*Exercise:* Keep only the lines of the data below that contain "AsyncWrite", and copy them.

*Records for the task:*

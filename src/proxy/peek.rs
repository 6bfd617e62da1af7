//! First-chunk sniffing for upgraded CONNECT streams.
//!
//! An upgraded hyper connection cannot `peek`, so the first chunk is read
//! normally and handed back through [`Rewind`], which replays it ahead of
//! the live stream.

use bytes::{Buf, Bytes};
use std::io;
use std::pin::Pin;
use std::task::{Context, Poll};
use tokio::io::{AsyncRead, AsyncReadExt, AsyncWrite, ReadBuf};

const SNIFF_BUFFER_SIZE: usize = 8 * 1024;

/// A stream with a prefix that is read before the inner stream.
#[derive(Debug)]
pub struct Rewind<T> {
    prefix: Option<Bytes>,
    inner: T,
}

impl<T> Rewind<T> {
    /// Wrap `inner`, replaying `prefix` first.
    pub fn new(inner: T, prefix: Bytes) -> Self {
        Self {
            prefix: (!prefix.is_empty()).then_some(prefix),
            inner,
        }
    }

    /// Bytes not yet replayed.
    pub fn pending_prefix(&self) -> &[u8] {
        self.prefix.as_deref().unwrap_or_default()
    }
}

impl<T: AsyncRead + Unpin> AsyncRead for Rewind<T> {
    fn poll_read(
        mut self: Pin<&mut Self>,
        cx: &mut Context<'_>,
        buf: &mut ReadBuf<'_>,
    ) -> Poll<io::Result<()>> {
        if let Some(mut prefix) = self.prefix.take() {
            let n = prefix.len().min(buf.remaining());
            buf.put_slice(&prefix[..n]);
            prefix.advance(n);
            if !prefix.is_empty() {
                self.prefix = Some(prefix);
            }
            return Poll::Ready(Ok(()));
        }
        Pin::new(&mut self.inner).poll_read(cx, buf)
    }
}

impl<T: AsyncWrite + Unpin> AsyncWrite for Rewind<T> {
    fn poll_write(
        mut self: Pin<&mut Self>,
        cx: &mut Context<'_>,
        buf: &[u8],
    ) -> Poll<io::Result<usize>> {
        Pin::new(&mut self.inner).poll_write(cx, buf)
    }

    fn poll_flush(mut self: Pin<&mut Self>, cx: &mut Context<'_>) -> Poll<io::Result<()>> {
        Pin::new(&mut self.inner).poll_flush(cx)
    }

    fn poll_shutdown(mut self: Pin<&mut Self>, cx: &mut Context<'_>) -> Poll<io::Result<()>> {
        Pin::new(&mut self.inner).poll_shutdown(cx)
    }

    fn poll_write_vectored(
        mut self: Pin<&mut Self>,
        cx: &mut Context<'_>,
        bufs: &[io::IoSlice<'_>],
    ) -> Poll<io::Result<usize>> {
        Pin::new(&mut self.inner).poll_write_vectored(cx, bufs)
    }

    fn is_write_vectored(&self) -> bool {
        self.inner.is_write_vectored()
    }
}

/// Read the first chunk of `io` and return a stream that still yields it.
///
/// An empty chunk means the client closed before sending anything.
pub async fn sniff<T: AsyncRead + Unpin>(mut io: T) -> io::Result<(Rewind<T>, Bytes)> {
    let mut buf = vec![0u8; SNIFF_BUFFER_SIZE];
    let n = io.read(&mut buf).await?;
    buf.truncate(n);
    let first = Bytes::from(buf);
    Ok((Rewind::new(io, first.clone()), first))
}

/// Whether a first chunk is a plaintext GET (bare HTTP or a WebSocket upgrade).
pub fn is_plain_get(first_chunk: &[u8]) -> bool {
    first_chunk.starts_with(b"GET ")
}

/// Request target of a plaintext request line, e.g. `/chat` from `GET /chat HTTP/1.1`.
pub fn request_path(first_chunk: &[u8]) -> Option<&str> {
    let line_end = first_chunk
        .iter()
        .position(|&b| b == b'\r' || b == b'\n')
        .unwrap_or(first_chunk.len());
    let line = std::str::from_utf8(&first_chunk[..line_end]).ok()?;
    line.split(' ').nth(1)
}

*Answer section:*
use tokio::io::{AsyncRead, AsyncReadExt, AsyncWrite, ReadBuf};
impl<T: AsyncWrite + Unpin> AsyncWrite for Rewind<T> {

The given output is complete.